Magnification and Prayer - Faith Watts
Almost every day, I find myself reciting 2 Corinthians 12:9 – "My grace is sufficient for you, for my power is made perfect in weakness." Knowing that I do not walk in my own strength fills me with joyful song that I sometimes struggle to keep to myself. For every time I have to silence the humming child, I smile and think of the number of songs that creep into my own teaching and life at the mention of a memorable lyric. Often I find myself starting to share a song with students when I realize it will not completely apply to the given situation, so I change the lyrics to fit my circumstances and move forward. Sometimes students recognize the song, and occasionally point out the new lyrics. Often, they act as if they have never heard the song before, shrug at how well it fit the setting, and we all move on with the lesson. I sing at transitions for my own pleasure, and it makes the timing in my room move more smoothly. Praise God for His grace and many reasons to sing!

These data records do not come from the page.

use std::{
    error::Error,
    fmt::{Display, Formatter},
};

/// Formats an error together with its chain of sources, separated by `: `.
pub struct ErrorFmt<E>(pub E);

impl<E: Error> Display for ErrorFmt<E> {
    fn fmt(&self, f: &mut Formatter<'_>) -> std::fmt::Result {
        let mut e_opt = Some(&self.0 as &dyn Error);
        let mut first = true;
        while let Some(e) = e_opt {
            if first {
                write!(f, "{}", e)?;
                first = false;
            } else {
                write!(f, ": {}", e)?;
            }
            e_opt = e.source();
        }
        Ok(())
    }
}
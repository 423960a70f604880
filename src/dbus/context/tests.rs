use {
    crate::dbus::{
        ExecutionContext, Immediate, LocalQueue, WorkerThread,
        context::Mailbox,
    },
    parking_lot::Mutex,
    std::{
        sync::Arc,
        thread::{self, ThreadId},
    },
};

#[test]
fn worker_thread_fifo() {
    let worker = WorkerThread::new("test worker").unwrap();
    let seen = Arc::new(Mutex::new(vec![]));
    let threads = Arc::new(Mutex::new(vec![]));
    for i in 0..100 {
        let seen = seen.clone();
        let threads = threads.clone();
        worker.schedule(Box::new(move || {
            seen.lock().push(i);
            threads.lock().push(thread::current().id());
        }));
    }
    worker.wait_idle();
    assert_eq!(*seen.lock(), (0..100).collect::<Vec<_>>());
    let threads = threads.lock();
    assert!(threads.iter().all(|t| *t == threads[0]));
    assert_ne!(threads[0], thread::current().id());
}

#[test]
fn local_queue() {
    let queue = LocalQueue::new();
    let seen = Arc::new(Mutex::new(vec![]));
    for i in 0..3 {
        let seen = seen.clone();
        let q = queue.clone();
        queue.schedule(Box::new(move || {
            seen.lock().push(i);
            let seen = seen.clone();
            q.schedule(Box::new(move || seen.lock().push(i + 10)));
        }));
    }
    assert_eq!(queue.len(), 3);
    assert!(seen.lock().is_empty());
    assert_eq!(queue.run_pending(), 6);
    assert_eq!(*seen.lock(), [0, 1, 2, 10, 11, 12]);
    assert_eq!(queue.run_pending(), 0);
}

#[test]
fn mailbox_reentrant_delivery() {
    let seen = Arc::new(Mutex::new(vec![]));
    let mailbox: Arc<Mutex<Option<Arc<Mailbox<u32>>>>> = Default::default();
    let handler = {
        let seen = seen.clone();
        let mailbox = mailbox.clone();
        Arc::new(move |n: u32| {
            seen.lock().push(n);
            if n == 1 {
                let mb = mailbox.lock().clone();
                if let Some(mb) = mb {
                    mb.push(3);
                    mb.flush();
                    seen.lock().push(100);
                }
            }
        })
    };
    let mb = Mailbox::new(Arc::new(Immediate), handler);
    *mailbox.lock() = Some(mb.clone());
    mb.push(1);
    mb.push(2);
    mb.flush();
    assert_eq!(*seen.lock(), [1, 100, 2, 3]);
    *mailbox.lock() = None;
}

#[test]
fn mailbox_on_worker() {
    let worker = WorkerThread::new("mailbox worker").unwrap();
    let seen: Arc<Mutex<Vec<(u32, ThreadId)>>> = Default::default();
    let mb = Mailbox::new(worker.clone(), {
        let seen = seen.clone();
        Arc::new(move |n: u32| seen.lock().push((n, thread::current().id())))
    });
    for i in 0..10 {
        mb.push(i);
        if i % 3 == 0 {
            mb.flush();
        }
    }
    mb.flush();
    worker.wait_idle();
    let seen = seen.lock();
    assert_eq!(
        seen.iter().map(|s| s.0).collect::<Vec<_>>(),
        (0..10).collect::<Vec<_>>()
    );
    assert!(seen.iter().all(|s| s.1 != thread::current().id()));
}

The students in fourth grade recently experienced the power of magnification. I added a microscope to the collection of learning tools in my classroom and it quickly became the most coveted area in the room. Regardless of what the slide contained, the students adored looking at minute items with the power of a light and well-adjusted glass lenses. Magnifying glasses fill us with just as much joy. When given the chance, we are just as likely to examine our finger prints and friends' teeth as the item at hand. During a recent science lesson on cells, we first looked at an onion with our eyes, then magnifying glasses, and ended with microscope slides of an onion skin. What a difference! Praise God for the incredible detail in His creation and our excitement about learning!
Fourth graders love discussions and asking questions in their learning process. As a school, we are studying a curriculum about peacemaking. In my classroom, we discussed peacemaking on a global level. We contemplated terrorists and the anniversary of 9/11. Since we are told in Matthew 5:44 to love our enemies and pray for those who persecute us, we debated the concept of enemies as people created by God and the concept of peacemaking when you deal with people who want to cause harm and destruction. It led us to consider the actions of global leaders who are fighting against terror. We continue to pray for our government leaders and their choices while lifting up the believers in the Middle East.
We also pray for persecuted believers around the world. While I often break out in song because my heart is filled with the joy of the Lord, there are situations in our world today which break His heart. As we give thanks this season for the good gifts He has given, we also consider those in situations less fortunate.
Faith Watts is a fourth grade teacher at Newark Christian School.